Purpose: Previous work has indicated that economic recessions can depress the ophthalmology job market for up to three years after the end of the recession. This project attempts to evaluate the state of the ophthalmology job market two years after the end of the Great Recession (December 2007 June 2009).

Methods: Three data sources were used to evaluate the state of the ophthalmology job market. A print-based help-wanted index (HWI) of physician recruitment advertisements appearing in the following journals:Ophthalmology, American Journal of Ophthalmology and Archives of Ophthalmology/ from January 1986 through June 2012; an internet-based HWI of physician recruitment advertisements based on the American Academy of Ophthalmology’s (AAO) online recruitment advertisements (April 1999 through January 2012) and data abstracted from the job fairs during the annual American Academy of Ophthalmology meetings (2003 through 2010).

Results: Compared to the pre-recession period, the print-based HWI demonstrated a decline in the demand for ophthalmologist (68.94%, p = 1.70 x 10^-14). The online-based HWI similarly showed a decrease in demand (27.79%, p=0.001). The ratio of advertised jobs to job-seekers worsened from 0.492 to 0.408 (p= 0.003) Specific economic factors associated with demand for academic ophthalmologists include national research expenditure and stock market gains (p = 0.00135), while demand for private practice ophthalmologists was associated with Gross Domestic Product (GDP), and discretionary healthcare expenditure (p = 4.06 x 10^-4).

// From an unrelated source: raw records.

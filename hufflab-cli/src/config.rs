//! Configuration file support

use anyhow::Result;
use serde::{Deserialize, Serialize};
use std::fs;
use std::path::{Path, PathBuf};

#[derive(Debug, Clone, Serialize, Deserialize)]
pub struct Config {
    /// Default channel capacity in bits per symbol
    pub default_channel_rate: Option<f64>,

    /// Default output format ("text", "json" or "csv")
    pub default_output: Option<String>,
}

impl Default for Config {
    fn default() -> Self {
        Self {
            default_channel_rate: None,
            default_output: Some("text".to_string()),
        }
    }
}

/// Load configuration from file or defaults
pub fn load_config(path: Option<&PathBuf>) -> Result<Config> {
    let config_path = if let Some(p) = path {
        p.clone()
    } else {
        // Try default locations
        if let Some(home) = dirs::home_dir() {
            let dotfile = home.join(".hufflab").join("config.toml");
            if dotfile.exists() {
                dotfile
            } else {
                let xdg = home.join(".config").join("hufflab").join("config.toml");
                if xdg.exists() {
                    xdg
                } else {
                    // Return default config if no file found
                    return Ok(Config::default());
                }
            }
        } else {
            return Ok(Config::default());
        }
    };

    if config_path.exists() {
        let contents = fs::read_to_string(&config_path)?;
        let config: Config = toml::from_str(&contents)?;
        Ok(config)
    } else {
        Ok(Config::default())
    }
}

/// Save configuration to file
#[allow(dead_code)]
pub fn save_config(config: &Config, path: &Path) -> Result<()> {
    let contents = toml::to_string_pretty(config)?;

    // Create parent directories if needed
    if let Some(parent) = path.parent() {
        fs::create_dir_all(parent)?;
    }

    fs::write(path, contents)?;
    Ok(())
}
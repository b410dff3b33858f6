//! Tree command implementation

use crate::output;
use anyhow::{Context, Result};
use colored::*;
use hufflab::{assign_codes, Node, SymbolTable};
use serde::Serialize;

#[derive(Serialize)]
struct TreeInfo {
    symbol_count: usize,
    max_depth: usize,
    leaf_count: usize,
    internal_count: usize,
    total_count: usize,
    rendering: String,
}

/// Validate a symbol table and print its Huffman merge tree
pub fn tree(input_path: &str) -> Result<()> {
    let raw = super::read_input(input_path)?;
    let table = SymbolTable::parse(&raw)
        .with_context(|| format!("Invalid symbol table: {}", input_path))?;
    let root = Node::build(&table);

    if output::structured().is_some() {
        // CSV gets the same flat shape as JSON, rendered as a one-row table
        return output::print_structured(&TreeInfo {
            symbol_count: table.len(),
            max_depth: root.max_depth(),
            leaf_count: root.leaf_count(),
            internal_count: root.internal_count(),
            total_count: root.total_count(),
            rendering: root.render(),
        })
        .map_err(Into::into);
    }

    if output::use_color() {
        println!("{}: {} symbols", "Huffman tree".bold(), table.len());
    } else {
        println!("Huffman tree: {} symbols", table.len());
    }
    println!();
    print!("{}", root.render());
    println!();

    let codes = assign_codes(&root);
    output::stat_line("Max depth", root.max_depth().to_string());
    output::stat_line("Internal nodes", root.internal_count().to_string());
    output::stat_line("Total nodes", root.total_count().to_string());
    output::stat_line(
        "Longest codeword",
        codes
            .values()
            .map(|c| c.len())
            .max()
            .unwrap_or(0)
            .to_string(),
    );

    Ok(())
}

Conclusions: Despite increases in the elderly and the prevalence of eye diseases, demand for ophthalmologists has declined following the Great Recession. A similar pattern of decline in demand for ophthalmologists was noted after the previous two economic recessions that the United States went through (3/01-11//01 and 7/90-3/91). Our data suggests that the current recession appears to have had a larger short-term impact on the ophthalmology job market than the previous recessions. The reduced marketplace demand for ophthalmologists may continue for a period of time. Given the increase in eye diseases, such as diabetic retinopathy, with time-dependent treatment windows, this economics-mediated decline in demand for ophthalmologists may pose a significant public health threat.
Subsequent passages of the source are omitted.